Wybór mężczyzny a styl przywiązania

Niejednokrotnie mężczyzna nie tylko wygląda jak drań, ale nim jest. Dlaczego, mimo tego, że facet już nawet na pierwszej randce nie liczy się z naszymi potrzebami, przekracza granice, czasami nawet rani, to i tak wchodzimy w tą relację? Dlaczego nie chcemy stworzyć relacji z miłym i opiekuńczym mężczyzną? Odpowiedzi poszukajmy – w jednej z możliwości – w stylu przywiązania, który dzielimy na cztery rodzaje:

  • bezpieczny,
  • lękowo-ambiwalentny,
  • unikający,
  • zdezorganizowany.

Relację jaką mieliśmy ze swoim opiekunem – najczęściej rodzicem, kontynuujemy w relacjach w życiu dorosłym. Aż 70 proc. populacji relacje z domu przekłada na relacje damsko-męskie. Co to oznacza? Wszystko uzależnione jest od tego, jak zaspokajane były nasz potrzeby.

Styl bezpieczny

Osoby, których podstawowe potrzeby, uwagi, bezpieczeństwa, miłości, uznania, zaspokajane były w dzieciństwie, mają lepsze fundamenty do zbudowania poczucia własnej wartości. Nie znają lęku przed bliskością. Kobieta nie
uzależnia się od partnera, umie postawić granice, potrafi dbać o wzajemną relację. Wie czego chce. Kobiety ze stylem bezpiecznym zazwyczaj łączą się z mężczyznami z takim samym stylem. Drań, owszem, może się jej spodobać. Jednak jeśli nie będzie respektował granic, zostawi go bez chwili zastanowienia.
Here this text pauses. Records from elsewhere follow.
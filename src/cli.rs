use clap::{Parser, Subcommand};
use std::path::PathBuf;

#[derive(Parser)]
#[command(
    name = "soilcorrect",
    version,
    about = "Soil and leaf test report builder"
)]
pub struct Cli {
    #[command(subcommand)]
    pub command: Option<Commands>,

    /// Path to config.yaml
    #[arg(short, long, global = true)]
    pub config: Option<PathBuf>,

    /// Increase log verbosity (-v for info, -vv for debug)
    #[arg(short, long, global = true, action = clap::ArgAction::Count)]
    pub verbose: u8,
}

#[derive(Subcommand)]
pub enum Commands {
    /// Interactive report builder (default)
    Tui {
        /// Extraction JSON to open instead of starting empty
        file: Option<PathBuf>,
    },
    /// Print nutrient status, ratios and health score for an extraction JSON file
    Analyze {
        file: PathBuf,
    },
    /// Send a PDF to the extraction service and print the extracted JSON
    Extract {
        pdf: PathBuf,
        /// Write the response to this file instead of stdout
        #[arg(short, long)]
        output: Option<PathBuf>,
    },
    /// List fertilizer products
    Catalog {
        /// Only products supplying this nutrient
        #[arg(short, long)]
        nutrient: Option<String>,
        /// Release type (fast, moderate, slow, very-slow, controlled)
        #[arg(short, long)]
        release: Option<String>,
        /// Case-insensitive label search
        #[arg(short, long)]
        search: Option<String>,
    },
    /// Ranked products and capped rates for one deficient nutrient
    Recommend {
        file: PathBuf,
        /// Nutrient name as it appears on the report, or an element
        #[arg(short, long)]
        nutrient: String,
        /// Paddock key when the report has several analyses
        #[arg(short, long)]
        paddock: Option<String>,
    },
    /// Compose general comments for a report
    Comments {
        file: PathBuf,
        #[arg(short, long)]
        paddock: Option<String>,
        /// Skip the comments service and use the template paragraphs only
        #[arg(long)]
        offline: bool,
    },
    /// Write the report export JSON, auto-selecting the top product per correction
    Export {
        file: PathBuf,
        #[arg(short, long)]
        output: PathBuf,
        #[arg(short, long)]
        paddock: Option<String>,
    },
    /// Re-run interactive setup
    Init,
    /// Validate config and test connections
    Check,
}

impl Cli {
    /// Filter directive for the log subscriber.
    pub fn log_level(&self) -> &'static str {
        match self.verbose {
            0 => "warn",
            1 => "info",
            2 => "debug",
            _ => "trace",
        }
    }
}

#[cfg(test)]
mod tests {
    use super::*;
    use clap::CommandFactory;

    #[test]
    fn cli_definition_is_consistent() {
        Cli::command().debug_assert();
    }

    #[test]
    fn parses_recommend() {
        let cli = Cli::parse_from([
            "soilcorrect",
            "-vv",
            "recommend",
            "report.json",
            "--nutrient",
            "Calcium",
        ]);
        assert_eq!(cli.log_level(), "debug");
        match cli.command {
            Some(Commands::Recommend { nutrient, paddock, .. }) => {
                assert_eq!(nutrient, "Calcium");
                assert!(paddock.is_none());
            }
            _ => panic!("expected recommend"),
        }
    }

    #[test]
    fn no_subcommand_means_tui() {
        let cli = Cli::parse_from(["soilcorrect"]);
        assert!(cli.command.is_none());
        assert_eq!(cli.log_level(), "warn");
    }
}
Raczej się z nim nie zwiąże na stałe. Tym stylem przywiązania wyróżnia się od 50 do 70 proc. populacji. Całe szczęście!

Styl lękowo-ambiwalentny

Osoby ze stylem lękowo-ambiwalentnym łączą się w pary z osobami ze stylem unikającym. Potrzeby dzieci ze stylem lękowo-ambiwalentnym nie zawsze były zaspokajane. Rodzice byli niestabilni emocjonalnie. Dziecko ma niskie poczucie własnej wartości i czuje się bezpiecznie tylko wtedy, kiedy rodzice są blisko. Kobiety w życiu dorosłym boją się odrzucenia, którego doświadczały w dzieciństwie. Czują się bezpiecznie tylko wtedy, kiedy partner jest blisko. Zazwyczaj osaczają go i oczekują nieustannych dowodów miłości. Mogą kontrolować. Choć pragną zdrowej relacji to nie potrafią jej zbudować. Najczęściej wybierają partnerów ze stylu unikającego. Tych, którzy mogą uciekać i znikać.

Styl unikający

Rodzice byli surowi i bardzo krytycznie podchodzili do swoich dzieci, które nauczyły się, że nie mogą na nich polegać. Zaczynają same dbać o swoje potrzeby. W życiu dorosłym bardzo często odnoszą sukcesy zawodowe. Z
reguły są duszą towarzystwa. Kobiety najczęściej są tak przebojowe i dzielne, że teoretycznie nie potrzebują związku. Wszystko niby super, jednak tak naprawdę to mechanizm obronny. Człowiek jest istotną społeczną i z założenia potrzebuje bliskości. Kobiety choć chcą, żeby ktoś je kochał, to nie wiedzą jak to jest być naprawdę kochanym. W dzieciństwie nie zaznały miłości. Najczęściej wybierają mężczyzn, z którymi tworzą związek na wstępie już przekreślony. Najczęściej romans.

Styl zdezorganizowany

Dzieci pochodzą z rodzin dysfunkcyjnych. Przemoc fizyczna, psychiczna. Nałogi. Alkohol. Rodzic nieudolny wychowawczo i niedojrzały emocjonalnie. Dziecko przejmuje rolę rodzica. W życiu dorosłym kobiety mogą pójść dwoma drogami. Wejdą w rolę ofiary i zwiążą się z przemocowcem, albo same będą wyrządzały krzywdę.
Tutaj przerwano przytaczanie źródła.